Records for this task Start Marker
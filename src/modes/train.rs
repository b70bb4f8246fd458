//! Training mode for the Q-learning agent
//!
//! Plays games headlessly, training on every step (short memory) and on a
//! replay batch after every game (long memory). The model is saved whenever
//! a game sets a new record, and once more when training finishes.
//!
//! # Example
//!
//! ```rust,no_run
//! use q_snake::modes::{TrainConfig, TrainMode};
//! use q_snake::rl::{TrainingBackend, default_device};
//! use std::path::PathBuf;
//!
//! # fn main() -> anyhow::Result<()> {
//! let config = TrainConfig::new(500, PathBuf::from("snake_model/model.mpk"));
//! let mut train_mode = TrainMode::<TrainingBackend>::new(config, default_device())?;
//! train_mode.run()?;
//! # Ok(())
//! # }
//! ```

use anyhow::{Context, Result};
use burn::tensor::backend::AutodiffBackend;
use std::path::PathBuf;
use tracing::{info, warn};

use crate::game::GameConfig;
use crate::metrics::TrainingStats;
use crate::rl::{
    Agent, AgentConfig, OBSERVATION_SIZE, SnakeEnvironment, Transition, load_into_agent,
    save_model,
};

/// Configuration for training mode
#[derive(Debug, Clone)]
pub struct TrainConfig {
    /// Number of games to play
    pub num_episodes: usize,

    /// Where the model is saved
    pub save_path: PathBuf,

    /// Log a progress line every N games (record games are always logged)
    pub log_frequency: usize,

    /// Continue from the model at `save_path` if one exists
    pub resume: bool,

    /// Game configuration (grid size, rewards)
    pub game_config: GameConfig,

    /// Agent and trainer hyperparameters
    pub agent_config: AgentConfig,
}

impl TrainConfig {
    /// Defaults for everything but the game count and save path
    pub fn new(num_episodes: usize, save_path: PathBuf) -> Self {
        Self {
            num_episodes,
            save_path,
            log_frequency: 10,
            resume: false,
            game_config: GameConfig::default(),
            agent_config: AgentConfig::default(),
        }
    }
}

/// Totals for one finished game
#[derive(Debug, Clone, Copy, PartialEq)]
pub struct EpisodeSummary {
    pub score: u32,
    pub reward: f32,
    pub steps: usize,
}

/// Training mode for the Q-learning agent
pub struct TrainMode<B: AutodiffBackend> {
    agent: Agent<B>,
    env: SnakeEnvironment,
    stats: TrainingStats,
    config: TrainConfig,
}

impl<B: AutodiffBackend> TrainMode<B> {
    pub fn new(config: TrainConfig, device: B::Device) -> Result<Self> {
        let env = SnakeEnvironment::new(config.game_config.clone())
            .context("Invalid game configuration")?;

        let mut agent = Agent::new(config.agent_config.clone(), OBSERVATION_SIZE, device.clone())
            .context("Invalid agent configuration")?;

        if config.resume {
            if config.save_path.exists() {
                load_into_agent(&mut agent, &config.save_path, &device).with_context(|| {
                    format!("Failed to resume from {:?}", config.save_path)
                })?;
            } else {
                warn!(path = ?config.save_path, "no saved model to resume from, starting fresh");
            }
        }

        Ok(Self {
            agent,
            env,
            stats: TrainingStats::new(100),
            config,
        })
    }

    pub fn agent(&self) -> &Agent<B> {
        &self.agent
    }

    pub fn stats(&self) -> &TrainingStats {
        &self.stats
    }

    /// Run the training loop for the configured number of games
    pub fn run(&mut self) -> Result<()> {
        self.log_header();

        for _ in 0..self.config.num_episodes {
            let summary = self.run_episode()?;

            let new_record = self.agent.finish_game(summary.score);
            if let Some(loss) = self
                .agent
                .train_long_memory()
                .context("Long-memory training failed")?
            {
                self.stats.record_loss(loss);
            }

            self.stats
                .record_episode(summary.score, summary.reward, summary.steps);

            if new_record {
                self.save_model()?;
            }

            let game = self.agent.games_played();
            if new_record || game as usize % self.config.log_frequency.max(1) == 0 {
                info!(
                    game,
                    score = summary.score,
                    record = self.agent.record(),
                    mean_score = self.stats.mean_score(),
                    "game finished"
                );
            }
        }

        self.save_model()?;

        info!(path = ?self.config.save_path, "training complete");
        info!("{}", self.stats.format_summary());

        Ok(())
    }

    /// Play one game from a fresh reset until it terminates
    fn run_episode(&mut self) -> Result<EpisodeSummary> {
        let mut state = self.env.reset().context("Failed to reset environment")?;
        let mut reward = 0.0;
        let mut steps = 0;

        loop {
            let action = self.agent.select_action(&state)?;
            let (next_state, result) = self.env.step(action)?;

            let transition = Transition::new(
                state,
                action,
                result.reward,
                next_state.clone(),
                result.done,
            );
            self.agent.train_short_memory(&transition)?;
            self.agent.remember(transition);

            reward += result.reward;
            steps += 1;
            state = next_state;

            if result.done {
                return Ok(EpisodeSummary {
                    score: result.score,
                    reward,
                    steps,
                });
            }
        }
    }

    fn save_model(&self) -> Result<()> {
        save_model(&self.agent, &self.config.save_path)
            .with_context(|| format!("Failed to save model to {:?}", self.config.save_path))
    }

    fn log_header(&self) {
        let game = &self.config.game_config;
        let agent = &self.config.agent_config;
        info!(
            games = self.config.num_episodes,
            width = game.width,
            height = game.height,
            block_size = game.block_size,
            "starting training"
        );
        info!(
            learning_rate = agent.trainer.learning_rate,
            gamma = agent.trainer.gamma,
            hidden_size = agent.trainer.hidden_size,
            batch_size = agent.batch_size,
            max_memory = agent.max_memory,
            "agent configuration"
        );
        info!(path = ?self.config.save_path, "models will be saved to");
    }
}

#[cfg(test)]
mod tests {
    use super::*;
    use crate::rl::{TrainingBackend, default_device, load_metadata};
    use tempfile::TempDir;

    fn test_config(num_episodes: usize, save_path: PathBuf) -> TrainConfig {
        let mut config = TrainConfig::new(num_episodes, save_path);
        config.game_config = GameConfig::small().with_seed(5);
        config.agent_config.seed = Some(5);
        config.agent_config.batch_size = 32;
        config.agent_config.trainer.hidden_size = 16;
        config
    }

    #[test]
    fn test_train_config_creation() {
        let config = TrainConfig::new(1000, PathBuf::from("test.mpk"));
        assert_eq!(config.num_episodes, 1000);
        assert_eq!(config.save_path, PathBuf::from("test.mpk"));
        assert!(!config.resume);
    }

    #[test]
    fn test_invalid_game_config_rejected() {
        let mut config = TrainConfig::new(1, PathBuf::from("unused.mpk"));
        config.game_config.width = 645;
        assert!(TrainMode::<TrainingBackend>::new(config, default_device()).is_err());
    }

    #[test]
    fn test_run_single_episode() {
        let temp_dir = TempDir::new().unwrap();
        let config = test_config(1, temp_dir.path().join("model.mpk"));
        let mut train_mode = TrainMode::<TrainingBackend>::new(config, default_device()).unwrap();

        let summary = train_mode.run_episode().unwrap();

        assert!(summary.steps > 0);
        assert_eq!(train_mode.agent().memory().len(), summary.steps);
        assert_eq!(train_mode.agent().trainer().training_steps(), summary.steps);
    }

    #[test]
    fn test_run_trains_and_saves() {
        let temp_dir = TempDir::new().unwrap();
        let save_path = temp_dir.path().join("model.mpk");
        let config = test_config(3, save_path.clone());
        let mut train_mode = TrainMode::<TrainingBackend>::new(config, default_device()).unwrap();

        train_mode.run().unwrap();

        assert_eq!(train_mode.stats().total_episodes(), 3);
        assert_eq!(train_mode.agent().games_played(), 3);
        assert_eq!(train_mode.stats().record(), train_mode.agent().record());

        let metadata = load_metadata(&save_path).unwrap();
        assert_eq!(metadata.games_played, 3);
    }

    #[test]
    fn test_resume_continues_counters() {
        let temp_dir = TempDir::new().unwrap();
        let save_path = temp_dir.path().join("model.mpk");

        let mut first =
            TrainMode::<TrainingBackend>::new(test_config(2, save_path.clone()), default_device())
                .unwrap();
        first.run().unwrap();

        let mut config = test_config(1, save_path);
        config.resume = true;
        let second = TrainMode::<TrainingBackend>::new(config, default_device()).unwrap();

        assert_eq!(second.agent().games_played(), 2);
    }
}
Records for this task End Marker
About this task » Scan the records above, then copy out each line that mentions "fresh".

Result for this task »
                warn!(path = ?config.save_path, "no saved model to resume from, starting fresh");
    /// Play one game from a fresh reset until it terminates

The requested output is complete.